Gamma rays induce a p53-independent mitochondrial biogenesis that is counter-regulated by HIF1α

Mitochondrial biogenesis is an orchestrated process that presides to the regulation of the organelles homeostasis within a cell. We show that gamma-rays, at doses commonly used in the radiation therapy for cancer treatment, induce an increase in mitochondrial mass and function, in response to a genotoxic stress that pushes cells into senescence, in the presence of a functional p53. Although the main effector of the response to gamma-rays is the p53-p21 axis, we demonstrated that mitochondrial biogenesis is only indirectly regulated by p53, whose activation triggers a murine double minute 2 (MDM2)-mediated hypoxia-inducible factor 1 alpha (HIF1 alpha) degradation, leading to the release of peroxisome-proliferator activated receptor gamma co-activator 1 beta inhibition by HIF1 alpha, thus promoting mitochondrial biogenesis.

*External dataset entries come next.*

// crates/cost-manager-contract/src/types.rs
// ============================================================================
// Module: Contract Types
// Description: Request and response bodies of the users, costs, and admin services.
// Purpose: Provide typed shapes for fixtures and for checked responses.
// Dependencies: serde, serde_json
// ============================================================================

//! ## Overview
//! Request bodies are built from these types; response bodies are first
//! checked as raw JSON by [`crate::checks`] and then materialized into them.
//! Response types tolerate extra fields except [`TeamMember`], whose key set
//! is part of the contract.

// ============================================================================
// SECTION: Imports
// ============================================================================

use serde::Deserialize;
use serde::Serialize;
use serde_json::Map;
use serde_json::Number;
use serde_json::Value;

use crate::Category;

// ============================================================================
// SECTION: Users
// ============================================================================

/// Body of `POST /api/add` on the users service.
#[derive(Debug, Clone, PartialEq, Eq, Serialize, Deserialize)]
pub struct NewUser {
    /// Caller-assigned numeric id.
    pub id: u64,
    /// Given name.
    pub first_name: String,
    /// Family name.
    pub last_name: String,
    /// Birthday as `YYYY-MM-DD`.
    pub birthday: String,
}

/// Body of `GET /api/users/:id`.
#[derive(Debug, Clone, PartialEq, Serialize, Deserialize)]
pub struct UserDetails {
    /// User id.
    pub id: u64,
    /// Given name.
    #[serde(default)]
    pub first_name: Option<String>,
    /// Family name.
    #[serde(default)]
    pub last_name: Option<String>,
    /// Sum of every cost recorded for the user.
    pub total: f64,
}

// ============================================================================
// SECTION: Costs
// ============================================================================

/// Field name used to carry the user id on a cost submission.
///
/// The services accept both spellings; the echo always uses `userid`.
#[derive(Debug, Clone, Copy, Default, PartialEq, Eq, Serialize, Deserialize)]
pub enum UserIdField {
    /// `userid`
    #[serde(rename = "userid")]
    Userid,
    /// `user_id`
    #[default]
    #[serde(rename = "user_id")]
    UserId,
}

impl UserIdField {
    /// Returns the JSON field name.
    #[must_use]
    pub const fn as_str(self) -> &'static str {
        match self {
            Self::Userid => "userid",
            Self::UserId => "user_id",
        }
    }
}

/// Body of `POST /api/add` on the costs service.
///
/// `category` stays a raw string so invalid categories can be submitted on
/// purpose.
#[derive(Debug, Clone, PartialEq)]
pub struct CostSubmission {
    /// Owning user id.
    pub user_id: u64,
    /// Field name carrying `user_id`.
    pub user_id_field: UserIdField,
    /// Free-text description.
    pub description: String,
    /// Category wire name.
    pub category: String,
    /// Amount.
    pub sum: f64,
    /// Optional calendar year.
    pub year: Option<i32>,
    /// Optional month, 1-based.
    pub month: Option<u8>,
    /// Optional day of month.
    pub day: Option<u8>,
}

impl CostSubmission {
    /// Creates a submission for a known category without a date.
    #[must_use]
    pub fn new(user_id: u64, category: Category, description: &str, sum: f64) -> Self {
        Self {
            user_id,
            user_id_field: UserIdField::default(),
            description: description.to_string(),
            category: category.as_str().to_string(),
            sum,
            year: None,
            month: None,
            day: None,
        }
    }

    /// Returns a copy carrying a different user id.
    #[must_use]
    pub fn with_user_id(&self, user_id: u64) -> Self {
        Self {
            user_id,
            ..self.clone()
        }
    }

    /// Returns a copy carrying a raw category string.
    #[must_use]
    pub fn with_category(&self, category: &str) -> Self {
        Self {
            category: category.to_string(),
            ..self.clone()
        }
    }

    /// Returns a copy carrying a different description.
    #[must_use]
    pub fn with_description(&self, description: &str) -> Self {
        Self {
            description: description.to_string(),
            ..self.clone()
        }
    }

    /// Returns the parsed category when it is one of the five.
    #[must_use]
    pub fn parsed_category(&self) -> Option<Category> {
        Category::parse(&self.category)
    }

    /// Builds the JSON request body. Absent date parts are omitted.
    #[must_use]
    pub fn to_body(&self) -> Value {
        let mut body = Map::new();
        body.insert(self.user_id_field.as_str().to_string(), Value::from(self.user_id));
        if let Some(year) = self.year {
            body.insert("year".to_string(), Value::from(year));
        }
        if let Some(month) = self.month {
            body.insert("month".to_string(), Value::from(month));
        }
        if let Some(day) = self.day {
            body.insert("day".to_string(), Value::from(day));
        }
        body.insert("description".to_string(), Value::from(self.description.clone()));
        body.insert("category".to_string(), Value::from(self.category.clone()));
        body.insert("sum".to_string(), number_value(self.sum));
        Value::Object(body)
    }
}

/// Cost echoed back by `POST /api/add` on the costs service.
#[derive(Debug, Clone, PartialEq, Serialize, Deserialize)]
pub struct CostRecord {
    /// Owning user id.
    #[serde(alias = "user_id")]
    pub userid: u64,
    /// Category.
    pub category: Category,
    /// Description.
    pub description: String,
    /// Amount.
    pub sum: f64,
    /// Opaque record id, emitted by some deployments.
    #[serde(rename = "_id", default, skip_serializing_if = "Option::is_none")]
    pub id: Option<String>,
    /// Calendar year, when echoed.
    #[serde(default, skip_serializing_if = "Option::is_none")]
    pub year: Option<i64>,
    /// Month, when echoed.
    #[serde(default, skip_serializing_if = "Option::is_none")]
    pub month: Option<i64>,
    /// Day of month, when echoed.
    #[serde(default, skip_serializing_if = "Option::is_none")]
    pub day: Option<i64>,
}

// ============================================================================
// SECTION: Admin and Errors
// ============================================================================

/// Entry of `GET /api/about`. Exactly two fields.
#[derive(Debug, Clone, PartialEq, Eq, Serialize, Deserialize)]
#[serde(deny_unknown_fields)]
pub struct TeamMember {
    /// Given name.
    pub first_name: String,
    /// Family name.
    pub last_name: String,
}

/// Error body returned on every 4xx/5xx: `{id, message}`.
#[derive(Debug, Clone, PartialEq, Serialize, Deserialize)]
pub struct ErrorBody {
    /// Error code; the services emit the HTTP status here.
    pub id: Value,
    /// Human-readable reason.
    pub message: String,
}

// ============================================================================
// SECTION: Helpers
// ============================================================================

/// Magnitude below which every whole `f64` is an exact integer.
const MAX_EXACT_INTEGER: f64 = 9_007_199_254_740_992.0;

/// Encodes an amount, as an integer literal when the value is whole.
#[allow(
    clippy::cast_possible_truncation,
    reason = "The value is whole and below 2^53, so the cast is exact."
)]
pub(crate) fn number_value(value: f64) -> Value {
    if value.fract() == 0.0 && value.abs() < MAX_EXACT_INTEGER {
        Value::from(value as i64)
    } else {
        Number::from_f64(value).map_or(Value::Null, Value::Number)
    }
}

Mimicking hypoxia by HIF1 alpha stabilization, in fact, blunts the mitochondrial response to gamma-rays as well as the induction of p21-mediated cell senescence, indicating prevalence of the hypoxic over the genotoxic response. Finally, we also show in vivo that post-radiotherapy mitochondrial DNA copy number increase well correlates with lack of HIF1 alpha increase in the tissue, concluding this may be a useful molecular tool to infer the trigger of a hypoxic response during radiotherapy, which may lead to failure of activation of cell senescence.